Les "marchands du temple" occupent les lieux complètement désacralisés, entièrement vidés de leur substance spirituelle, au pis culturelle, au nom du profit artificiel de marchandises importées et fabriquées en série à très bon marché, à raison ubuesque d'être revendues à des prix triplant souventefois celui de l'achat initial (le pire, ô blasphème ! reste leur provenance...) ! Nous sommes proche de la spéculation pratiquée en la cité de Carcassonne où pas un article vendu par ces mêmes marchands, ne reflète la culture artisanale locale, confinée en les marché de plein vent.
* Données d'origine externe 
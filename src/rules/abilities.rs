//! Primary and special abilities.
//!
//! An ability use goes through the same gate regardless of what it does:
//!
//! 1. the source is on the board, belongs to the acting side and has not
//!    acted this turn
//! 2. slot checks (cooldown, "moved this turn")
//! 3. target resolution against the ability's targeting rule
//! 4. range check with the side's one-shot range bonus
//! 5. energy payment
//! 6. effect resolution with the source's attack bonuses folded in
//!
//! Any failure leaves the draft to be discarded by the engine.

use crate::board::TileId;
use crate::core::config::AbilityDef;
use crate::core::{CharacterId, MatchState, Side};
use crate::effects::{Effect, EffectResolver, ResolveContext, Target, Targeting};
use crate::error::{ActionError, ActionResult};
use crate::events::{AbilityKind, AbilityUsed, CardPlayed, Notification, Outbox};

use super::charge;

/// Where an ability was aimed, as sent by the client.
#[derive(Clone, Copy, Debug, Default, PartialEq, Eq)]
pub struct Aim {
    pub target: Option<CharacterId>,
    pub tile: Option<TileId>,
}

impl Aim {
    #[must_use]
    pub fn at(target: CharacterId) -> Self {
        Self { target: Some(target), tile: None }
    }

    #[must_use]
    pub fn tile(tile: TileId) -> Self {
        Self { target: None, tile: Some(tile) }
    }
}

/// Use a character's primary or special ability.
pub fn use_ability(
    state: &mut MatchState,
    side: Side,
    kind: AbilityKind,
    source: CharacterId,
    aim: Aim,
    out: &mut Outbox,
) -> ActionResult<()> {
    let origin = state.token(source).ok_or(ActionError::NotOnBoard(source))?.tile;
    if source.side() != side {
        return Err(ActionError::NotOwner(source));
    }
    if state.turn[side].acted.contains(&source) {
        return Err(ActionError::AlreadyActed);
    }

    let character = state.character(source).ok_or(ActionError::NotOnBoard(source))?;
    let ability: AbilityDef = match kind {
        AbilityKind::Primary => character.kit.primary.clone(),
        AbilityKind::Special => character.kit.special.clone(),
    };
    if kind == AbilityKind::Special && character.special_cooldown > 0 {
        return Err(ActionError::OnCooldown(character.special_cooldown));
    }
    if ability.requires_moved && !state.turn[side].moved.contains(&source) {
        return Err(ActionError::Requirement("must move first this turn"));
    }
    let transform = character.status.transform();
    let attack_bonus = character.status.attack_bonus + transform.map_or(0, |t| t.extra_attack);
    let name = match (&ability.transformed_name, transform) {
        (Some(alt), Some(_)) => alt.clone(),
        _ => ability.name.clone(),
    };

    let target = resolve_target(state, side, source, &ability, aim)?;
    let range_bonus = state.turn[side].range_bonus_next;
    if ability.target != Targeting::SelfOnly {
        check_range(state, &ability, origin, target, range_bonus)?;
    }

    if let Some(key) = &ability.cost {
        charge(state, side, key)?;
    }

    let effect = ability.effect.with_attack_bonus(attack_bonus);
    let ctx = ResolveContext::new(source)
        .with_reach(ability.range.map(|r| r.max + range_bonus))
        .with_range_bonus(range_bonus);
    let resolution = EffectResolver::resolve(state, out, &ctx, target, &effect)?;

    let turn = &mut state.turn[side];
    turn.acted.insert(source);
    turn.range_bonus_next = 0;
    if matches!(effect, Effect::SwapPositions) {
        turn.moved.insert(source);
        if let Target::Character(other) = target {
            turn.moved.insert(other);
        }
    }
    if kind == AbilityKind::Special {
        if let Some(c) = state.characters.get_mut(&source) {
            c.special_cooldown = ability.cooldown;
        }
    }

    let record = match (&effect, resolution.roll) {
        (Effect::DiceDamage { bonus, .. }, Some(roll)) if *bonus > 0 => format!("{name}SC-{}", roll as i32 + bonus),
        (Effect::DiceDamage { .. }, Some(roll)) => format!("{name}-{roll}"),
        _ => name.clone(),
    };
    let target_id = match target {
        Target::Character(id) => Some(id),
        Target::Tile(_) => None,
    };

    tracing::debug!(room = %state.room, %source, ability = %name, hits = resolution.hits.len(), "ability used");
    out.broadcast(Notification::AbilityUsed(AbilityUsed {
        kind,
        source_id: source,
        target_id,
        name,
        hits: resolution.hits,
        tiles: resolution.tiles,
        roll: resolution.roll,
    }));
    state.last_discard[side] = Some(record.clone());
    out.broadcast(Notification::CardPlayed(CardPlayed::new(record, side)));
    Ok(())
}

fn resolve_target(
    state: &MatchState,
    side: Side,
    source: CharacterId,
    ability: &AbilityDef,
    aim: Aim,
) -> ActionResult<Target> {
    match ability.target {
        Targeting::SelfOnly => Ok(Target::Character(source)),
        Targeting::Tile => match (aim.tile, aim.target) {
            (Some(tile), _) if state.board.contains(tile) => Ok(Target::Tile(tile)),
            (Some(tile), _) => Err(ActionError::UnknownTile(tile)),
            (None, Some(id)) => Ok(Target::Tile(state.token(id).ok_or(ActionError::NotOnBoard(id))?.tile)),
            (None, None) => Err(ActionError::InvalidTarget("a tile is required")),
        },
        rule => {
            let id = aim.target.ok_or(ActionError::InvalidTarget("a target is required"))?;
            state.token(id).ok_or(ActionError::NotOnBoard(id))?;
            if !rule.admits(side, id.side()) {
                return Err(ActionError::InvalidTarget(match rule {
                    Targeting::Ally => "target must be an ally",
                    _ => "target must be an enemy",
                }));
            }
            let hidden = state.character(id).is_some_and(|c| c.status.is_invisible());
            if hidden && id.side() != side {
                return Err(ActionError::Invisible);
            }
            Ok(Target::Character(id))
        }
    }
}

fn check_range(state: &MatchState, ability: &AbilityDef, origin: TileId, target: Target, bonus: u32) -> ActionResult<()> {
    let Some(range) = ability.range else {
        return Ok(());
    };
    let to = match target {
        Target::Tile(tile) => tile,
        Target::Character(id) => state.token(id).ok_or(ActionError::NotOnBoard(id))?.tile,
    };
    let distance = if range.ignore_walls {
        state.board.distance(origin, to, |_| false)
    } else {
        state.wall_distance(origin, to)
    }
    .ok_or(ActionError::Unreachable)?;

    if range.admits(distance, bonus) {
        Ok(())
    } else {
        Err(ActionError::OutOfRange { distance, limit: range.max + bonus })
    }
}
Et pour ne point polémiquer sur des lieux cultuels encensés par un attrait mystique, nous oublierons respectueusement Lourdes ! Il faut se tenir à l'écart de ce mercantilisme et notamment de tous ces gens qui le pratiquent avec des intentions fallacieuses, éconduites dans un esprit dénué de moralité intellectuelle (au premier sens du terme), pour le simple profit du gain ! Sans aucune honorabilité profonde, les marchands du temple spéculent sur leur propre devenir, sans évaluer les conséquences avenir de leur pratique, répercutant ce mal sur des générations acculées aux crises pérennes dues à ce déséquilibre général. Ce corporatisme marchand est doté d'une force de conviction qui élimine tout développement artisanal, lequel se replie en des formes industrielles avérés par le profane qui, inconsciemment, cautionne son développement ! Le résultat de l'économie de marché, solde la valeur intrinsèque de l'article, de l'objet et de l'être, vendus de telle sorte à en dévalorisant sa spécificité. Et ceux qui tentent de résister à cette pratique, s'appauvrissent matériellement certes, mais peuvent être fiers de manufacturer un produit respectueux de la hiérarchie professionnelle d'usage dont les fondements puisent leur ressource au cœur même de la vérité. Ils s'élèvent de ce fait, vers une autre lumière où la luminosité rayonne en permanence sur l'humanité toute entière.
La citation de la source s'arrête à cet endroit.